Vera Mikhailovna Sotnikova (Вера Михайловна Сотникова, born July 19, 1960) is a Soviet and Russian theater and film actress, TV presenter. Her screen credit include 'Courier', 'Gu-ga', 'Queen Margot', 'Lyudmila', 'A new Life of Masha Solenova' and 'The Eighth District'.

==Biography==
Sotnikova graduated from Moscow Theater Actor's School under Oleg Yefremov.

After graduating from the Moscow Art Theatre School in 1982, Sotnikova started working as an actress in Moscow Theatre on Malaya Bronnaya from 1984 to 1987, later joining Anatoly Vasiliev's School of Dramatic Art. From 1991 to 1993, she performed at the Mossovet Theatre, and from 1995 to 2004 she worked at the Chekhov Moscow Art Theatre, where her productions included 'Three Sisters', 'Hoffmann', Uncle Vanya', and 'Antigone'.
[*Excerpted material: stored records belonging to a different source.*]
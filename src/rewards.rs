//! Monthly and total reward aggregation over enriched transactions.

use std::collections::HashMap;

use time::Month;

use crate::transaction::Transaction;

/// The reward points one customer earned in one calendar month.
#[derive(Debug, Clone, PartialEq)]
pub struct MonthlyReward {
    /// The identifier of the customer.
    pub customer_id: u64,
    /// The customer name captured from the first transaction seen for this
    /// customer and month.
    pub name: String,
    /// The calendar month the points were earned in.
    pub month: Month,
    /// The calendar year the points were earned in.
    pub year: i32,
    /// The points earned in this month.
    pub points: u64,
}

/// The total reward points earned under one customer name.
///
/// Totals group by name alone, so distinct customer ids that share a name
/// merge into a single row.
#[derive(Debug, Clone, PartialEq)]
pub struct TotalReward {
    /// The customer name the points are reported under.
    pub name: String,
    /// The summed points across all months for this name.
    pub total_points: u64,
}

/// Sum reward points per customer per calendar month.
///
/// Transactions without a parsed purchase date are skipped silently. Rows
/// appear in the order their customer and month combination was first seen,
/// and each combination appears at most once.
pub fn monthly_rewards(transactions: &[Transaction]) -> Vec<MonthlyReward> {
    let mut rows: Vec<MonthlyReward> = Vec::new();
    let mut row_index: HashMap<(u64, Month, i32), usize> = HashMap::new();

    for transaction in transactions {
        let Some(date) = transaction.purchase_date else {
            continue;
        };

        let key = (transaction.customer_id, date.month(), date.year());
        match row_index.get(&key) {
            Some(&index) => rows[index].points += transaction.reward_points,
            None => {
                row_index.insert(key, rows.len());
                rows.push(MonthlyReward {
                    customer_id: transaction.customer_id,
                    name: transaction.customer_name.clone(),
                    month: date.month(),
                    year: date.year(),
                    points: transaction.reward_points,
                });
            }
        }
    }

    rows
}

/// Sum monthly reward points per customer name.
///
/// Rows appear in the order their name was first seen in `monthly`, and the
/// sum of all `total_points` equals the sum of all monthly `points`.
pub fn total_rewards(monthly: &[MonthlyReward]) -> Vec<TotalReward> {
    let mut rows: Vec<TotalReward> = Vec::new();
    let mut row_index: HashMap<&str, usize> = HashMap::new();

    for reward in monthly {
        match row_index.get(reward.name.as_str()) {
            Some(&index) => rows[index].total_points += reward.points,
            None => {
                row_index.insert(&reward.name, rows.len());
                rows.push(TotalReward {
                    name: reward.name.clone(),
                    total_points: reward.points,
                });
            }
        }
    }

    rows
}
Sotnikova also directed five music videos for singer Vladimir Kuzmin.

Sotnikova began appearing in films in 1983, with early screen roles including Priznat vinovnym, The Most Charming and Attractive, State Border, and Gu-ga. She later appeared in films and television series including Queen Margot, Lyudmila, A new Life of Masha Solenova, and The Eighth District.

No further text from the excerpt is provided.